Problem to work on:
The data below is to be output in full, unchanged.

Stored items
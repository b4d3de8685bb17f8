use dukkan_common::Money;
use log::{debug, trace};
use sqlx::SqliteConnection;

use crate::{
    db_types::{Order, OrderItem, OrderStatus},
    traits::LedgerError,
};

/// Returns the user's cart, creating one if none exists. The `INSERT OR IGNORE` races on the partial unique index
/// `one_cart_per_user`, so concurrent callers converge on a single cart row.
pub async fn ensure_cart(user_id: &str, conn: &mut SqliteConnection) -> Result<Order, LedgerError> {
    sqlx::query("INSERT OR IGNORE INTO orders (user_id, status, total) VALUES ($1, 'cart', 0)")
        .bind(user_id)
        .execute(&mut *conn)
        .await?;
    let cart = fetch_cart(user_id, conn).await?.ok_or_else(|| {
        LedgerError::DatabaseError(format!("Cart for user {user_id} missing immediately after upsert"))
    })?;
    trace!("📝️ Cart #{} resolved for user {user_id}", cart.id);
    Ok(cart)
}

pub async fn fetch_cart(user_id: &str, conn: &mut SqliteConnection) -> Result<Option<Order>, LedgerError> {
    let order = sqlx::query_as("SELECT * FROM orders WHERE user_id = $1 AND status = 'cart'")
        .bind(user_id)
        .fetch_optional(conn)
        .await?;
    Ok(order)
}

pub async fn fetch_order_by_id(order_id: i64, conn: &mut SqliteConnection) -> Result<Option<Order>, LedgerError> {
    let order = sqlx::query_as("SELECT * FROM orders WHERE id = $1").bind(order_id).fetch_optional(conn).await?;
    Ok(order)
}

/// All non-cart orders for the user, newest first.
pub async fn fetch_orders_for_user(user_id: &str, conn: &mut SqliteConnection) -> Result<Vec<Order>, LedgerError> {
    let orders =
        sqlx::query_as("SELECT * FROM orders WHERE user_id = $1 AND status <> 'cart' ORDER BY created_at DESC")
            .bind(user_id)
            .fetch_all(conn)
            .await?;
    Ok(orders)
}

pub async fn insert_order(
    user_id: Option<&str>,
    status: OrderStatus,
    conn: &mut SqliteConnection,
) -> Result<Order, LedgerError> {
    let order: Order = sqlx::query_as("INSERT INTO orders (user_id, status, total) VALUES ($1, $2, 0) RETURNING *")
        .bind(user_id)
        .bind(status)
        .fetch_one(conn)
        .await?;
    debug!("📝️ Order #{} created with status {status}", order.id);
    Ok(order)
}

pub async fn set_order_status(
    order_id: i64,
    status: OrderStatus,
    conn: &mut SqliteConnection,
) -> Result<Order, LedgerError> {
    let order = sqlx::query_as(
        "UPDATE orders SET status = $1, updated_at = CURRENT_TIMESTAMP WHERE id = $2 RETURNING *",
    )
    .bind(status)
    .bind(order_id)
    .fetch_optional(conn)
    .await?
    .ok_or(LedgerError::OrderNotFound(order_id))?;
    debug!("📝️ Order #{order_id} moved to status {status}");
    Ok(order)
}

/// Recomputes the order total as Σ price × quantity over the current item set. This is the single source of truth for
/// `Order::total`; call it inside the same transaction as any item mutation.
pub async fn recompute_total(order_id: i64, conn: &mut SqliteConnection) -> Result<Order, LedgerError> {
    let order: Order = sqlx::query_as(
        r#"
            UPDATE orders
            SET total      = COALESCE((SELECT SUM(price * quantity) FROM order_items WHERE order_id = $1), 0),
                updated_at = CURRENT_TIMESTAMP
            WHERE id = $1
            RETURNING *;
        "#,
    )
    .bind(order_id)
    .fetch_optional(conn)
    .await?
    .ok_or(LedgerError::OrderNotFound(order_id))?;
    trace!("📝️ Order #{order_id} total recomputed to {}", order.total);
    Ok(order)
}

/// Adds quantity of a product to the order, creating the item row or incrementing the existing one. A repeat add also
/// refreshes the price snapshot to the current product price.
pub async fn upsert_item(
    order_id: i64,
    product_id: i64,
    quantity: i64,
    price: Money,
    conn: &mut SqliteConnection,
) -> Result<OrderItem, LedgerError> {
    let item = sqlx::query_as(
        r#"
            INSERT INTO order_items (order_id, product_id, quantity, price)
            VALUES ($1, $2, $3, $4)
            ON CONFLICT (order_id, product_id)
                DO UPDATE SET quantity = quantity + excluded.quantity, price = excluded.price
            RETURNING *;
        "#,
    )
    .bind(order_id)
    .bind(product_id)
    .bind(quantity)
    .bind(price)
    .fetch_one(conn)
    .await?;
    Ok(item)
}

/// Decrements the item's quantity, deleting the row when it would drop to zero or below. Returns `ItemNotFound` if
/// the order has no item for the product.
pub async fn decrement_item(
    order_id: i64,
    product_id: i64,
    quantity: i64,
    conn: &mut SqliteConnection,
) -> Result<(), LedgerError> {
    let item: Option<OrderItem> =
        sqlx::query_as("SELECT * FROM order_items WHERE order_id = $1 AND product_id = $2")
            .bind(order_id)
            .bind(product_id)
            .fetch_optional(&mut *conn)
            .await?;
    let item = item.ok_or(LedgerError::ItemNotFound { order_id, product_id })?;
    let remaining = item.quantity - quantity;
    if remaining > 0 {
        sqlx::query("UPDATE order_items SET quantity = $1 WHERE id = $2")
            .bind(remaining)
            .bind(item.id)
            .execute(conn)
            .await?;
        trace!("📝️ Item for product {product_id} on order #{order_id} decremented to {remaining}");
    } else {
        sqlx::query("DELETE FROM order_items WHERE id = $1").bind(item.id).execute(conn).await?;
        trace!("📝️ Item for product {product_id} removed from order #{order_id}");
    }
    Ok(())
}

pub async fn fetch_items(order_id: i64, conn: &mut SqliteConnection) -> Result<Vec<OrderItem>, LedgerError> {
    let items = sqlx::query_as("SELECT * FROM order_items WHERE order_id = $1 ORDER BY id")
        .bind(order_id)
        .fetch_all(conn)
        .await?;
    Ok(items)
}

pub async fn count_items(order_id: i64, conn: &mut SqliteConnection) -> Result<i64, LedgerError> {
    let count: (i64,) = sqlx::query_as("SELECT COUNT(*) FROM order_items WHERE order_id = $1")
        .bind(order_id)
        .fetch_one(conn)
        .await?;
    Ok(count.0)
}
use std::{
    fmt,
    fmt::{Debug, Display},
};

/// A wrapper that keeps credentials out of logs. `Debug` and `Display` both redact the value; callers must ask for it
/// explicitly via [`Secret::reveal`].
#[derive(Clone, Default)]
pub struct Secret<T>
where T: Clone + Default
{
    value: T,
}

impl<T: Clone + Default> Secret<T> {
    pub fn new(value: T) -> Self {
        Self { value }
    }

    pub fn reveal(&self) -> &T {
        &self.value
    }
}

impl<T: Clone + Default> Debug for Secret<T> {
    fn fmt(&self, f: &mut fmt::Formatter<'_>) -> fmt::Result {
        f.write_str("****")
    }
}

impl<T: Clone + Default> Display for Secret<T> {
    fn fmt(&self, f: &mut fmt::Formatter<'_>) -> fmt::Result {
        f.write_str("****")
    }
}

Reply to the task:
repository b4d3de8685bb17f8
use dukkan_common::Money;
use log::{debug, trace};
use sqlx::SqliteConnection;

use crate::{
    db_types::{Order, OrderItem, OrderStatus},
    traits::LedgerError,
};

/// Returns the user's cart, creating one if none exists. The `INSERT OR IGNORE` races on the partial unique index
/// `one_cart_per_user`, so concurrent callers converge on a single cart row.
pub async fn ensure_cart(user_id: &str, conn: &mut SqliteConnection) -> Result<Order, LedgerError> {
    sqlx::query("INSERT OR IGNORE INTO orders (user_id, status, total) VALUES ($1, 'cart', 0)")
        .bind(user_id)
        .execute(&mut *conn)
        .await?;
    let cart = fetch_cart(user_id, conn).await?.ok_or_else(|| {
        LedgerError::DatabaseError(format!("Cart for user {user_id} missing immediately after upsert"))
    })?;
    trace!("📝️ Cart #{} resolved for user {user_id}", cart.id);
    Ok(cart)
}

pub async fn fetch_cart(user_id: &str, conn: &mut SqliteConnection) -> Result<Option<Order>, LedgerError> {
    let order = sqlx::query_as("SELECT * FROM orders WHERE user_id = $1 AND status = 'cart'")
        .bind(user_id)
        .fetch_optional(conn)
        .await?;
    Ok(order)
}

pub async fn fetch_order_by_id(order_id: i64, conn: &mut SqliteConnection) -> Result<Option<Order>, LedgerError> {
    let order = sqlx::query_as("SELECT * FROM orders WHERE id = $1").bind(order_id).fetch_optional(conn).await?;
    Ok(order)
}

/// All non-cart orders for the user, newest first.
pub async fn fetch_orders_for_user(user_id: &str, conn: &mut SqliteConnection) -> Result<Vec<Order>, LedgerError> {
    let orders =
        sqlx::query_as("SELECT * FROM orders WHERE user_id = $1 AND status <> 'cart' ORDER BY created_at DESC")
            .bind(user_id)
            .fetch_all(conn)
            .await?;
    Ok(orders)
}

pub async fn insert_order(
    user_id: Option<&str>,
    status: OrderStatus,
    conn: &mut SqliteConnection,
) -> Result<Order, LedgerError> {
    let order: Order = sqlx::query_as("INSERT INTO orders (user_id, status, total) VALUES ($1, $2, 0) RETURNING *")
        .bind(user_id)
        .bind(status)
        .fetch_one(conn)
        .await?;
    debug!("📝️ Order #{} created with status {status}", order.id);
    Ok(order)
}

pub async fn set_order_status(
    order_id: i64,
    status: OrderStatus,
    conn: &mut SqliteConnection,
) -> Result<Order, LedgerError> {
    let order = sqlx::query_as(
        "UPDATE orders SET status = $1, updated_at = CURRENT_TIMESTAMP WHERE id = $2 RETURNING *",
    )
    .bind(status)
    .bind(order_id)
    .fetch_optional(conn)
    .await?
    .ok_or(LedgerError::OrderNotFound(order_id))?;
    debug!("📝️ Order #{order_id} moved to status {status}");
    Ok(order)
}

/// Recomputes the order total as Σ price × quantity over the current item set. This is the single source of truth for
/// `Order::total`; call it inside the same transaction as any item mutation.
pub async fn recompute_total(order_id: i64, conn: &mut SqliteConnection) -> Result<Order, LedgerError> {
    let order: Order = sqlx::query_as(
        r#"
            UPDATE orders
            SET total      = COALESCE((SELECT SUM(price * quantity) FROM order_items WHERE order_id = $1), 0),
                updated_at = CURRENT_TIMESTAMP
            WHERE id = $1
            RETURNING *;
        "#,
    )
    .bind(order_id)
    .fetch_optional(conn)
    .await?
    .ok_or(LedgerError::OrderNotFound(order_id))?;
    trace!("📝️ Order #{order_id} total recomputed to {}", order.total);
    Ok(order)
}

/// Adds quantity of a product to the order, creating the item row or incrementing the existing one. A repeat add also
/// refreshes the price snapshot to the current product price.
pub async fn upsert_item(
    order_id: i64,
    product_id: i64,
    quantity: i64,
    price: Money,
    conn: &mut SqliteConnection,
) -> Result<OrderItem, LedgerError> {
    let item = sqlx::query_as(
        r#"
            INSERT INTO order_items (order_id, product_id, quantity, price)
            VALUES ($1, $2, $3, $4)
            ON CONFLICT (order_id, product_id)
                DO UPDATE SET quantity = quantity + excluded.quantity, price = excluded.price
            RETURNING *;
        "#,
    )
    .bind(order_id)
    .bind(product_id)
    .bind(quantity)
    .bind(price)
    .fetch_one(conn)
    .await?;
    Ok(item)
}

/// Decrements the item's quantity, deleting the row when it would drop to zero or below. Returns `ItemNotFound` if
/// the order has no item for the product.
pub async fn decrement_item(
    order_id: i64,
    product_id: i64,
    quantity: i64,
    conn: &mut SqliteConnection,
) -> Result<(), LedgerError> {
    let item: Option<OrderItem> =
        sqlx::query_as("SELECT * FROM order_items WHERE order_id = $1 AND product_id = $2")
            .bind(order_id)
            .bind(product_id)
            .fetch_optional(&mut *conn)
            .await?;
    let item = item.ok_or(LedgerError::ItemNotFound { order_id, product_id })?;
    let remaining = item.quantity - quantity;
    if remaining > 0 {
        sqlx::query("UPDATE order_items SET quantity = $1 WHERE id = $2")
            .bind(remaining)
            .bind(item.id)
            .execute(conn)
            .await?;
        trace!("📝️ Item for product {product_id} on order #{order_id} decremented to {remaining}");
    } else {
        sqlx::query("DELETE FROM order_items WHERE id = $1").bind(item.id).execute(conn).await?;
        trace!("📝️ Item for product {product_id} removed from order #{order_id}");
    }
    Ok(())
}

pub async fn fetch_items(order_id: i64, conn: &mut SqliteConnection) -> Result<Vec<OrderItem>, LedgerError> {
    let items = sqlx::query_as("SELECT * FROM order_items WHERE order_id = $1 ORDER BY id")
        .bind(order_id)
        .fetch_all(conn)
        .await?;
    Ok(items)
}

pub async fn count_items(order_id: i64, conn: &mut SqliteConnection) -> Result<i64, LedgerError> {
    let count: (i64,) = sqlx::query_as("SELECT COUNT(*) FROM order_items WHERE order_id = $1")
        .bind(order_id)
        .fetch_one(conn)
        .await?;
    Ok(count.0)
}
use std::{
    fmt,
    fmt::{Debug, Display},
};

/// A wrapper that keeps credentials out of logs. `Debug` and `Display` both redact the value; callers must ask for it
/// explicitly via [`Secret::reveal`].
#[derive(Clone, Default)]
pub struct Secret<T>
where T: Clone + Default
{
    value: T,
}

impl<T: Clone + Default> Secret<T> {
    pub fn new(value: T) -> Self {
        Self { value }
    }

    pub fn reveal(&self) -> &T {
        &self.value
    }
}

impl<T: Clone + Default> Debug for Secret<T> {
    fn fmt(&self, f: &mut fmt::Formatter<'_>) -> fmt::Result {
        f.write_str("****")
    }
}

impl<T: Clone + Default> Display for Secret<T> {
    fn fmt(&self, f: &mut fmt::Formatter<'_>) -> fmt::Result {
        f.write_str("****")
    }
}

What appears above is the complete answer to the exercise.